La Iglesia de Galicia, en concreto, la ve galleguista sin dudarlo. No por cuestiones políticas, pero sí de raigambre. «Galicia es la única parte de España donde el cristianismo no se ha interrumpido nunca», considerando en esa teoría la incursión de Almanzor sobre Santiago como una excepción que no dejó huella. «Galicia fue siempre católica, su cultura es católica, la manera de pensar, nuestro patrimonio cultural y folklore es básicamente católico, nuestras fiestas... El galleguismo está es las raíces de la Iglesia aquí y ser gallego es una manera de entender la vida, de movernos en el mundo», dice él, que salió de su aldea de Sabrexo para formarse en teología y filosofía en Compostela, Madrid, Roma y Múnich. «Por esa mezcla que siempre ha habido entre Galicia y el catolicismo me preocupa la pérdida de fe que estoy observando en Galicia», advierte para evidenciar que teme una difuminación de identidades.

Él, que fue obispo auxiliar de Santiago y obispo de Ourense antes de llegar a Vigo, pone la lupa local sobre su tierra del Deza, el fiel de su balanza, un eje que le ajusta. «Me mueve el corazón, es mi mundo, el que me ha configurado. No pasamos hambre, pero yo nunca tuve dinero de joven», manifiesta al hablar de los años que pasaba entre el seminario, en el que entró a los once, y los fines de semana y vacaciones en casa.

Hace 50 años que fue ordenado sacerdote por uno de los iconos de la Iglesia en Galicia, el arzobispo Quiroga Palacios. «Era un personaje excepcional, impulsó una época muy interesante», dice del que fue primer presidente de la Conferencia Episcopal y revitalizador de la ruta jacobea.
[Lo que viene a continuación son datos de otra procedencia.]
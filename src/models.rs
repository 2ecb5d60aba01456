use chrono::{DateTime, Utc};
use serde::{Deserialize, Serialize};

// ── Conversations ─────────────────────────────────────────────────────────────

#[derive(Debug, Clone, Copy, PartialEq, Eq, Serialize, Deserialize, Default)]
#[serde(rename_all = "lowercase")]
pub enum ConversationType {
    #[default]
    Chat,
    Note,
    Document,
}

impl ConversationType {
    pub fn as_str(&self) -> &'static str {
        match self {
            ConversationType::Chat => "chat",
            ConversationType::Note => "note",
            ConversationType::Document => "document",
        }
    }
}

impl TryFrom<String> for ConversationType {
    type Error = String;
    fn try_from(s: String) -> Result<Self, Self::Error> {
        match s.to_lowercase().as_str() {
            "chat" => Ok(ConversationType::Chat),
            "note" => Ok(ConversationType::Note),
            "document" => Ok(ConversationType::Document),
            other => Err(format!("Unknown conversation type: {other}")),
        }
    }
}

#[derive(Debug, Clone, Serialize, Deserialize)]
pub struct Conversation {
    pub id: String,
    #[serde(rename = "type")]
    pub conversation_type: ConversationType,
    pub title: String,
    pub project_id: Option<String>,
    pub folder_id: Option<String>,
    pub created_at: DateTime<Utc>,
    pub updated_at: DateTime<Utc>,
}

impl Conversation {
    pub fn new(id: String, title: String, conversation_type: ConversationType) -> Self {
        let now = Utc::now();
        Self {
            id,
            conversation_type,
            title,
            project_id: None,
            folder_id: None,
            created_at: now,
            updated_at: now,
        }
    }
}

// ── Messages ──────────────────────────────────────────────────────────────────

#[derive(Debug, Clone, Copy, PartialEq, Eq, Serialize, Deserialize)]
#[serde(rename_all = "lowercase")]
pub enum MessageRole {
    User,
    Assistant,
    Tool,
}

impl MessageRole {
    pub fn as_str(&self) -> &'static str {
        match self {
            MessageRole::User => "user",
            MessageRole::Assistant => "assistant",
            MessageRole::Tool => "tool",
        }
    }
}

impl std::fmt::Display for MessageRole {
    fn fmt(&self, f: &mut std::fmt::Formatter<'_>) -> std::fmt::Result {
        f.write_str(self.as_str())
    }
}

impl TryFrom<String> for MessageRole {
    type Error = String;
    fn try_from(s: String) -> Result<Self, Self::Error> {
        match s.to_lowercase().as_str() {
            "user" => Ok(MessageRole::User),
            "assistant" => Ok(MessageRole::Assistant),
            "tool" => Ok(MessageRole::Tool),
            other => Err(format!("Unknown role: {other}")),
        }
    }
}

#[derive(Debug, Clone, Serialize, Deserialize)]
pub struct Message {
    pub id: String,
    pub conversation_id: String,
    pub role: MessageRole,
    pub content: String,
    /// Monotonic within a conversation; assigned by storage on insert.
    pub position: i64,
    /// Tool-call metadata: an array of [`ToolCallRecord`] on assistant messages,
    /// `{"tool_call_id", "tool_name", "status"}` on tool messages.
    pub tool_calls: Option<serde_json::Value>,
    pub created_at: DateTime<Utc>,
}

/// A message that has not been stored yet; storage assigns its id and position.
#[derive(Debug, Clone)]
pub struct NewMessage {
    pub conversation_id: String,
    pub role: MessageRole,
    pub content: String,
    pub tool_calls: Option<serde_json::Value>,
}

impl NewMessage {
    pub fn new(conversation_id: impl Into<String>, role: MessageRole, content: impl Into<String>) -> Self {
        Self {
            conversation_id: conversation_id.into(),
            role,
            content: content.into(),
            tool_calls: None,
        }
    }

    pub fn with_tool_calls(mut self, tool_calls: serde_json::Value) -> Self {
        self.tool_calls = Some(tool_calls);
        self
    }
}

// ── Tool calls ────────────────────────────────────────────────────────────────

#[derive(Debug, Clone, Copy, PartialEq, Eq, Serialize, Deserialize)]
#[serde(rename_all = "lowercase")]
pub enum ToolCallStatus {
    Pending,
    Approved,
    Denied,
    Success,
    Error,
}

impl ToolCallStatus {
    pub fn as_str(&self) -> &'static str {
        match self {
            ToolCallStatus::Pending => "pending",
            ToolCallStatus::Approved => "approved",
            ToolCallStatus::Denied => "denied",
            ToolCallStatus::Success => "success",
            ToolCallStatus::Error => "error",
        }
    }
}

/// One tool invocation within a turn, folded into the assistant message of its round.
#[derive(Debug, Clone, PartialEq, Serialize, Deserialize)]
pub struct ToolCallRecord {
    pub id: String,
    pub tool_name: String,
    pub arguments: serde_json::Value,
    pub status: ToolCallStatus,
    pub output: serde_json::Value,
    pub elapsed_seconds: f64,
}

// ── Canvas ────────────────────────────────────────────────────────────────────

#[derive(Debug, Clone, Serialize, Deserialize)]
pub struct Canvas {
    pub id: String,
    pub conversation_id: String,
    pub title: String,
    pub content: String,
    pub version: i32,
    pub created_at: DateTime<Utc>,
    pub updated_at: DateTime<Utc>,
}

// ── Embeddings ────────────────────────────────────────────────────────────────

/// A stored message still lacking an embedding.
#[derive(Debug, Clone, PartialEq)]
pub struct PendingEmbedding {
    pub message_id: String,
    pub conversation_id: String,
    pub content: String,
}

#[derive(Debug, Clone)]
pub struct StoredEmbedding {
    pub message_id: String,
    pub conversation_id: String,
    pub content: String,
    pub embedding: Vec<f32>,
}

#[derive(Debug, Clone, Serialize)]
pub struct SearchHit {
    pub message_id: String,
    pub conversation_id: String,
    pub content: String,
    pub score: f32,
}

// ── Request / response bodies ─────────────────────────────────────────────────

#[derive(Debug, Deserialize)]
pub struct ChatRequest {
    pub message: String,
}

#[derive(Debug, Deserialize)]
pub struct CreateConversationRequest {
    #[serde(default)]
    pub title: Option<String>,
    #[serde(default, rename = "type")]
    pub conversation_type: ConversationType,
    #[serde(default)]
    pub project_id: Option<String>,
    #[serde(default)]
    pub folder_id: Option<String>,
}

#[derive(Debug, Deserialize)]
pub struct RewindRequest {
    pub position: i64,
}

#[derive(Debug, Deserialize)]
pub struct ApprovalResponse {
    pub approved: bool,
}

#[derive(Debug, Deserialize)]
pub struct SearchQuery {
    pub q: String,
    #[serde(default)]
    pub limit: Option<usize>,
}
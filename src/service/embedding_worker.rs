//! Background embedding of stored messages, with backoff and auto-disable.

use std::sync::Arc;
use std::time::Duration;

use serde::Serialize;
use sha2::{Digest, Sha256};
use tokio::sync::{watch, Notify};
use tokio::task::JoinHandle;
use tokio_util::sync::CancellationToken;
use tracing::{debug, error, info, warn};

use super::embeddings::Embedder;
use crate::db::EmbeddingStore;
use crate::errors::AppError;

pub const MIN_CONTENT_LENGTH: usize = 10;
pub const MAX_BACKOFF: Duration = Duration::from_secs(300);
pub const MAX_CONSECUTIVE_FAILURES: u32 = 10;

/// SHA-256 of the message text, hex encoded.
pub fn hash_content(content: &str) -> String {
    let mut hasher = Sha256::new();
    hasher.update(content.as_bytes());
    format!("{:x}", hasher.finalize())
}

fn long_enough(content: &str) -> bool {
    content.trim().chars().count() >= MIN_CONTENT_LENGTH
}

// ── Indexer ───────────────────────────────────────────────────────────────────

/// Fetches unembedded messages, embeds them and stores the vectors.
#[derive(Clone)]
pub struct EmbeddingIndexer {
    store: Arc<dyn EmbeddingStore>,
    embedder: Arc<dyn Embedder>,
}

impl EmbeddingIndexer {
    pub fn new(store: Arc<dyn EmbeddingStore>, embedder: Arc<dyn Embedder>) -> Self {
        Self { store, embedder }
    }

    pub fn embedder(&self) -> &Arc<dyn Embedder> {
        &self.embedder
    }

    /// Embeds up to `batch_size` pending messages; returns how many were stored.
    ///
    /// Fetch and embedding failures are returned for the caller to classify.
    /// A failure storing one item is logged and the rest are still attempted.
    pub async fn process_pending(&self, batch_size: usize) -> Result<usize, AppError> {
        let pending = self.store.unembedded_messages(batch_size, MIN_CONTENT_LENGTH).await?;
        let eligible: Vec<_> = pending.into_iter().filter(|m| long_enough(&m.content)).collect();
        if eligible.is_empty() {
            return Ok(0);
        }

        let texts: Vec<String> = eligible.iter().map(|m| m.content.clone()).collect();
        let vectors = self.embedder.embed_batch(&texts).await?;

        let mut stored = 0;
        for (message, vector) in eligible.iter().zip(vectors) {
            let Some(vector) = vector else {
                debug!(message_id = %message.message_id, "No embedding returned, skipping");
                continue;
            };
            let hash = hash_content(&message.content);
            match self
                .store
                .store_embedding(&message.message_id, &message.conversation_id, &vector, &hash)
                .await
            {
                Ok(()) => stored += 1,
                Err(e) => error!(message_id = %message.message_id, error = %e, "Failed to store embedding"),
            }
        }

        if stored > 0 {
            info!(count = stored, "Embedded messages");
        }
        Ok(stored)
    }

    /// Inline path right after a message is created. Never fails the caller.
    pub async fn embed_message(&self, message_id: &str, content: &str, conversation_id: &str) {
        if !long_enough(content) {
            return;
        }
        let vector = match self.embedder.embed(content).await {
            Ok(Some(v)) => v,
            Ok(None) => return,
            Err(e) => {
                warn!(message_id, error = %e, "Inline embedding failed, worker will retry");
                return;
            }
        };
        let hash = hash_content(content);
        if let Err(e) = self.store.store_embedding(message_id, conversation_id, &vector, &hash).await {
            error!(message_id, error = %e, "Failed to store embedding");
        }
    }
}

// ── Worker state ──────────────────────────────────────────────────────────────

#[derive(Debug, Clone, PartialEq, Serialize)]
pub struct WorkerStatus {
    pub running: bool,
    pub disabled: bool,
    pub disabled_reason: Option<String>,
    pub consecutive_failures: u32,
    pub current_interval_secs: f64,
}

#[derive(Debug, Clone)]
pub struct EmbeddingWorkerState {
    base_interval: Duration,
    current_interval: Duration,
    consecutive_failures: u32,
    disabled: bool,
    disabled_reason: Option<String>,
}

impl EmbeddingWorkerState {
    pub fn new(base_interval: Duration) -> Self {
        Self {
            base_interval,
            current_interval: base_interval,
            consecutive_failures: 0,
            disabled: false,
            disabled_reason: None,
        }
    }

    pub fn current_interval(&self) -> Duration {
        self.current_interval
    }

    pub fn consecutive_failures(&self) -> u32 {
        self.consecutive_failures
    }

    pub fn is_disabled(&self) -> bool {
        self.disabled
    }

    pub fn disabled_reason(&self) -> Option<&str> {
        self.disabled_reason.as_deref()
    }

    pub fn record_success(&mut self) {
        if self.consecutive_failures > 0 {
            info!(after_failures = self.consecutive_failures, "Embedding worker recovered");
        }
        self.consecutive_failures = 0;
        self.current_interval = self.base_interval;
    }

    /// Doubles the interval up to [`MAX_BACKOFF`]; disables after
    /// [`MAX_CONSECUTIVE_FAILURES`] in a row.
    pub fn record_transient_failure(&mut self, error: &str) {
        self.consecutive_failures += 1;
        self.current_interval = (self.current_interval * 2).min(MAX_BACKOFF);
        warn!(
            failures = self.consecutive_failures,
            next_interval_secs = self.current_interval.as_secs_f64(),
            error,
            "Embedding worker transient failure"
        );
        if self.consecutive_failures >= MAX_CONSECUTIVE_FAILURES {
            self.disable(format!(
                "Auto-disabled after {} consecutive failures: {error}",
                self.consecutive_failures
            ));
        }
    }

    pub fn record_permanent_failure(&mut self, error: &str) {
        self.disable(format!("Permanent failure: {error}"));
    }

    pub fn record_failure(&mut self, error: &AppError) {
        if error.is_permanent() {
            self.record_permanent_failure(&error.to_string());
        } else {
            self.record_transient_failure(&error.to_string());
        }
    }

    /// Re-enables the worker with base settings.
    pub fn reset(&mut self) {
        *self = Self::new(self.base_interval);
        info!("Embedding worker reset");
    }

    pub fn status(&self, running: bool) -> WorkerStatus {
        WorkerStatus {
            running,
            disabled: self.disabled,
            disabled_reason: self.disabled_reason.clone(),
            consecutive_failures: self.consecutive_failures,
            current_interval_secs: self.current_interval.as_secs_f64(),
        }
    }

    fn disable(&mut self, reason: String) {
        error!(%reason, "Embedding worker disabled");
        self.disabled = true;
        self.disabled_reason = Some(reason);
    }
}

// ── Worker loop ───────────────────────────────────────────────────────────────

pub struct EmbeddingWorker {
    indexer: EmbeddingIndexer,
    batch_size: usize,
    state: EmbeddingWorkerState,
}

impl EmbeddingWorker {
    pub fn new(indexer: EmbeddingIndexer, batch_size: usize, base_interval: Duration) -> Self {
        Self { indexer, batch_size, state: EmbeddingWorkerState::new(base_interval) }
    }

    pub fn state(&self) -> &EmbeddingWorkerState {
        &self.state
    }

    /// One poll: process a batch unless disabled, then update the backoff state.
    pub async fn poll_once(&mut self) -> Option<usize> {
        if self.state.is_disabled() {
            debug!("Embedding worker disabled, skipping poll");
            return None;
        }
        match self.indexer.process_pending(self.batch_size).await {
            Ok(count) => {
                self.state.record_success();
                Some(count)
            }
            Err(e) => {
                self.state.record_failure(&e);
                None
            }
        }
    }

    pub fn spawn(mut self) -> WorkerHandle {
        let cancel = CancellationToken::new();
        let reset = Arc::new(Notify::new());
        let (status_tx, status_rx) = watch::channel(self.state.status(true));

        let task = {
            let cancel = cancel.clone();
            let reset = reset.clone();
            tokio::spawn(async move {
                info!(
                    interval_secs = self.state.current_interval().as_secs_f64(),
                    batch_size = self.batch_size,
                    "Embedding worker started"
                );
                loop {
                    if cancel.is_cancelled() {
                        break;
                    }
                    self.poll_once().await;
                    status_tx.send_replace(self.state.status(true));

                    tokio::select! {
                        _ = cancel.cancelled() => break,
                        _ = reset.notified() => {
                            self.state.reset();
                            status_tx.send_replace(self.state.status(true));
                        }
                        _ = tokio::time::sleep(self.state.current_interval()) => {}
                    }
                }
                status_tx.send_replace(self.state.status(false));
                info!("Embedding worker stopped");
            })
        };

        WorkerHandle { cancel, reset, status: status_rx, task }
    }
}

/// Control surface of a spawned worker.
pub struct WorkerHandle {
    cancel: CancellationToken,
    reset: Arc<Notify>,
    status: watch::Receiver<WorkerStatus>,
    task: JoinHandle<()>,
}

impl WorkerHandle {
    /// Idempotent; the loop exits at its next suspension point.
    pub fn stop(&self) {
        self.cancel.cancel();
    }

    /// Clears failures and re-enables a disabled worker.
    pub fn reset(&self) {
        self.reset.notify_one();
    }

    pub fn status(&self) -> WorkerStatus {
        self.status.borrow().clone()
    }

    pub fn subscribe(&self) -> watch::Receiver<WorkerStatus> {
        self.status.clone()
    }

    pub async fn join(self) {
        if let Err(e) = self.task.await {
            error!(error = %e, "Embedding worker task failed");
        }
    }
}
Hablando de figuras determinantes, Quinteiro Fiuza coloca al actual Papa en una posición de privilegio, desde el inicio, desde el momento en el que pese a ser jesuita puso como ejemplo al fundador de la orden franciscana. «Pobreza y diálogo», resume de nuevo para trazar el futuro de la Iglesia lejos del poder. Por cierto, el obispo de Tui-Vigo ve a Bergoglio alejado también de los viajes turístico-eclesiales. «Lo acaba de volver a dejar claro con su visita a Irak. Él va a sitios pobres, con problemas», por lo que lo de viajar a Vigo para bendecir la conversión en basílica de la concatedral, no lo acaba de visualizar, pero a Santiago no lo estima descabellado. «Lo conocí en el 2006 en Madrid en su primera estancia en España, cuando vino a darnos un curso de ocho días cuando era ya cardenal de Buenos Aires. Le dije que era obispo de Ourense y me respondió: ‘Ourense, el Puente, el Cristo y As Burgas', y me dejó completamente sorprendido pues nunca había estado en Galicia. ‘Cuando era un cura joven en Argentina siempre me lo decía una mujer que era de allí. Y lo del Cristo y el Puente, me doy una idea, pero, ¿qué es eso de As Burgas'?, me preguntó. Tiene una gran memoria».

A su diócesis, la de Tui-Vigo, la define como «pobre» en cuanto a patrimonio e inmatriculación de propiedades. «Su futuro está en manos de la generosidad de los fieles. No necesita riqueza. Los medios para trabajar se los van a dar los fieles. Tengo confianza en ello». Lo que sí destaca de los bienes de su responsabilidad es la ahora elevada a rango de basílica de Santa María. «Es un referente de Vigo desde la Edad Media. Ahí está el Santo Cristo, es la madre de todas las iglesias de Vigo y ahora con una unión especial con Roma» y por eso pide «el mejor entorno posible» para ella cuando se decide su remodelación. Lo pide con serenidad, la que dice ha alcanzado, «a la que se llega cuando no te has traicionado nunca».

UN PAR DE DETALLES

-Su primer empleo

Dando clases a niños pequeños en verano en su aldea de Sabrexo (Vila de Cruces). Apenas cobraba nada. ¡Qué les iba a pedir a aquella gente!

-El viaje que más huella le dejó

He viajado por todo el mundo, Cuba, Egipto, Tierra Santa, México, Argentina... pero lo que más me ha impresionado fue Rusia, la ortodoxia rusa, su modo de ver el mundo. Fue un impacto vital.